------ Input material

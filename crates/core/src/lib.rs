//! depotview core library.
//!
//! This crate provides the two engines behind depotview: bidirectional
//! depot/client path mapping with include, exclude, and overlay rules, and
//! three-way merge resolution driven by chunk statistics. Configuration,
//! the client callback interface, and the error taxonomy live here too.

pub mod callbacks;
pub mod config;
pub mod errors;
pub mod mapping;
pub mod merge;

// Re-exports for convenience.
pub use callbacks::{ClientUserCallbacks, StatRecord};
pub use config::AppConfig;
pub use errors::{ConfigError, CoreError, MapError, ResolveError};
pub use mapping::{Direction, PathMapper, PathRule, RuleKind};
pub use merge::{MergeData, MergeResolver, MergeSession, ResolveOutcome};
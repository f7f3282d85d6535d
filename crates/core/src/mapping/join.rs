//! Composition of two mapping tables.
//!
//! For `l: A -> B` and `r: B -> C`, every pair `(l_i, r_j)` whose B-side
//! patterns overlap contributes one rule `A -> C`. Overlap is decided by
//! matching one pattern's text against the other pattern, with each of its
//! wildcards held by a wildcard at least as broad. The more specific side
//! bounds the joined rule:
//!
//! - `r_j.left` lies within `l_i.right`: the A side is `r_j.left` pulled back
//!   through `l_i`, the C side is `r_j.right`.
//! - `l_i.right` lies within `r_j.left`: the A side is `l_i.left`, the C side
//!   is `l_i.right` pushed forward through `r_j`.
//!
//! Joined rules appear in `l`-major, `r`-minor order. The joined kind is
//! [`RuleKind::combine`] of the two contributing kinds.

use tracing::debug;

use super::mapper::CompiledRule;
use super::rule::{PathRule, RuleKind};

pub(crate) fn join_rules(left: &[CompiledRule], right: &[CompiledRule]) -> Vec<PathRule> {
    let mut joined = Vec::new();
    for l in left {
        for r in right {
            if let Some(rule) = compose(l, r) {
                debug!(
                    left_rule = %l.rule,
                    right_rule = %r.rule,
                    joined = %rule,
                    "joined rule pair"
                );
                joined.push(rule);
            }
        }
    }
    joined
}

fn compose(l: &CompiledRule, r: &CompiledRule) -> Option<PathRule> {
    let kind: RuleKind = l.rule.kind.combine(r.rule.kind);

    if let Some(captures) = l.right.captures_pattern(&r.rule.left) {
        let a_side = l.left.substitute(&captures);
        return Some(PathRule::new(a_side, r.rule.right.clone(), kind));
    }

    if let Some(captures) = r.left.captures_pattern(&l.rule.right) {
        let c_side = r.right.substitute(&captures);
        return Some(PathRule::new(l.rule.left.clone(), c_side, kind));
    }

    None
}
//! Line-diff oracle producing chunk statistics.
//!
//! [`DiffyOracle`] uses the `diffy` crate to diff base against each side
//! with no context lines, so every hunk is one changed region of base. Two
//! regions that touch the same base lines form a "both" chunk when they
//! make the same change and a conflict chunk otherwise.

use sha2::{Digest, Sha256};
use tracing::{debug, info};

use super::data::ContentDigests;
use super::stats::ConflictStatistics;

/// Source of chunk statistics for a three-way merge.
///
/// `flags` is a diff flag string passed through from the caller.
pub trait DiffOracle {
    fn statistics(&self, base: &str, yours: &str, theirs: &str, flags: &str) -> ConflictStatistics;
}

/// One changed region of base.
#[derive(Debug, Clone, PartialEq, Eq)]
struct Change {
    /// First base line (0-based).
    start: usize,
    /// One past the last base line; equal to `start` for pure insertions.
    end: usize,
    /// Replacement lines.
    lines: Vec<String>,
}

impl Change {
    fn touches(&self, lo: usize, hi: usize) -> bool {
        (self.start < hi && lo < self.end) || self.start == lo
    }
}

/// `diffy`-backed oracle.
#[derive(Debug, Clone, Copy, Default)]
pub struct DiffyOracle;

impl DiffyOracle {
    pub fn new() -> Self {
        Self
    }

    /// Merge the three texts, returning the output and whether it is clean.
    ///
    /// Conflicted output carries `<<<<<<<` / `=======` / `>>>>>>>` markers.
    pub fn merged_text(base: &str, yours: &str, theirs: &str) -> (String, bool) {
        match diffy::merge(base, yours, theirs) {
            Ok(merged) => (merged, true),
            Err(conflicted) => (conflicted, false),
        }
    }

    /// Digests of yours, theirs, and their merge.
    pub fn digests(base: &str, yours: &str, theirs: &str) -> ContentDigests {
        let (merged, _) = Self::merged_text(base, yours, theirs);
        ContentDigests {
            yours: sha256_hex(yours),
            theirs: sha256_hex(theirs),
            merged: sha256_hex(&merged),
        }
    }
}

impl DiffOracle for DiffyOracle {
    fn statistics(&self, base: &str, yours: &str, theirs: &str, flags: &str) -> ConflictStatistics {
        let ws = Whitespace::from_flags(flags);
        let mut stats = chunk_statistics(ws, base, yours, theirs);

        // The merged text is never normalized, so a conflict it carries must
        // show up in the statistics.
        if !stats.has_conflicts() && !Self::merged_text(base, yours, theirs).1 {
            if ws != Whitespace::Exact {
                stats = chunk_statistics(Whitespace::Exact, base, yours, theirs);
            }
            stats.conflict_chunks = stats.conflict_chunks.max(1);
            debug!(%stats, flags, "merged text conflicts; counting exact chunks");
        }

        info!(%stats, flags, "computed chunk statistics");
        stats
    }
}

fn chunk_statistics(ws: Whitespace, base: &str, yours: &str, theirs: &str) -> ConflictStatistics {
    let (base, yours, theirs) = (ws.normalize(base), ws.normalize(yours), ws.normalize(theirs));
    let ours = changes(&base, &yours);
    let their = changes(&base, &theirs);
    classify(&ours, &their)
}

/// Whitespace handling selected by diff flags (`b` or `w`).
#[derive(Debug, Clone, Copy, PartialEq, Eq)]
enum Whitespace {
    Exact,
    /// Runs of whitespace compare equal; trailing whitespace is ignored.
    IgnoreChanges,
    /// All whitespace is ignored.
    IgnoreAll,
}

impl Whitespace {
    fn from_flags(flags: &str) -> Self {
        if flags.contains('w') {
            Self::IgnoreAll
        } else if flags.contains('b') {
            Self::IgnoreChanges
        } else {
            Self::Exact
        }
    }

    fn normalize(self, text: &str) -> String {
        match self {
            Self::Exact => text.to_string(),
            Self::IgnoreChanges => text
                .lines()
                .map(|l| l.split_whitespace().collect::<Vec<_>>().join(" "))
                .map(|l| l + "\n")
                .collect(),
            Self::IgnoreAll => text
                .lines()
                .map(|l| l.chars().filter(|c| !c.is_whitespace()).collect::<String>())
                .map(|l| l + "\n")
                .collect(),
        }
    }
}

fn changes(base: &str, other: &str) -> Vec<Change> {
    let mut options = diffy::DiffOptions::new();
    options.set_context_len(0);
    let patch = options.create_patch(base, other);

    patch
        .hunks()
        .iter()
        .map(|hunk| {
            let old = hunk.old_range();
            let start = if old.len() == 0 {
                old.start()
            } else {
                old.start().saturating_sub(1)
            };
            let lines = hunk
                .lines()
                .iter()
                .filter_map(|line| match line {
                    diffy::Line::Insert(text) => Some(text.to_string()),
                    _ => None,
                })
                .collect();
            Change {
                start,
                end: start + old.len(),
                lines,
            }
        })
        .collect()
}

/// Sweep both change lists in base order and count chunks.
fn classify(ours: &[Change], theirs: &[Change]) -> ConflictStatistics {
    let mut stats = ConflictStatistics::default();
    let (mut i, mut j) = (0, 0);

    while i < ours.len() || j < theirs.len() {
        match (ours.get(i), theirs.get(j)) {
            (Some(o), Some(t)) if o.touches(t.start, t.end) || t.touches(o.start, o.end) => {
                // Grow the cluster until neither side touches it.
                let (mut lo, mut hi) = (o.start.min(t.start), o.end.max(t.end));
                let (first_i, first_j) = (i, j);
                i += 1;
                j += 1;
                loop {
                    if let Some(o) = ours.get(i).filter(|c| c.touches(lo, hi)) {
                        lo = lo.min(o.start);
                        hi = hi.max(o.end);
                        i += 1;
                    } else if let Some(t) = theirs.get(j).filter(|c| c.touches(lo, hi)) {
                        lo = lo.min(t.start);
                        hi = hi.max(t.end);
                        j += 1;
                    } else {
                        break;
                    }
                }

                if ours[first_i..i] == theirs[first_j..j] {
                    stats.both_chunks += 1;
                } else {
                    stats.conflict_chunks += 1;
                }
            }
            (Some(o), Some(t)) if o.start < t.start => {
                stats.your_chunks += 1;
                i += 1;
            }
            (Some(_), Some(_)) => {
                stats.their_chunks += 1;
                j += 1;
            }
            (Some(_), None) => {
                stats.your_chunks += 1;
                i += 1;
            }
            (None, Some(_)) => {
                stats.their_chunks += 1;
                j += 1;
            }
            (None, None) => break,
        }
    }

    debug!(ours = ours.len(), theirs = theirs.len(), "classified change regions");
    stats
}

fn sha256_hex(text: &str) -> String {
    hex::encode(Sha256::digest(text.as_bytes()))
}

------------

Instructions for the task —
The answer consists of every line above in which the word "bool" occurs.

Exercise output —
    fn touches(&self, lo: usize, hi: usize) -> bool {
    pub fn merged_text(base: &str, yours: &str, theirs: &str) -> (String, bool) {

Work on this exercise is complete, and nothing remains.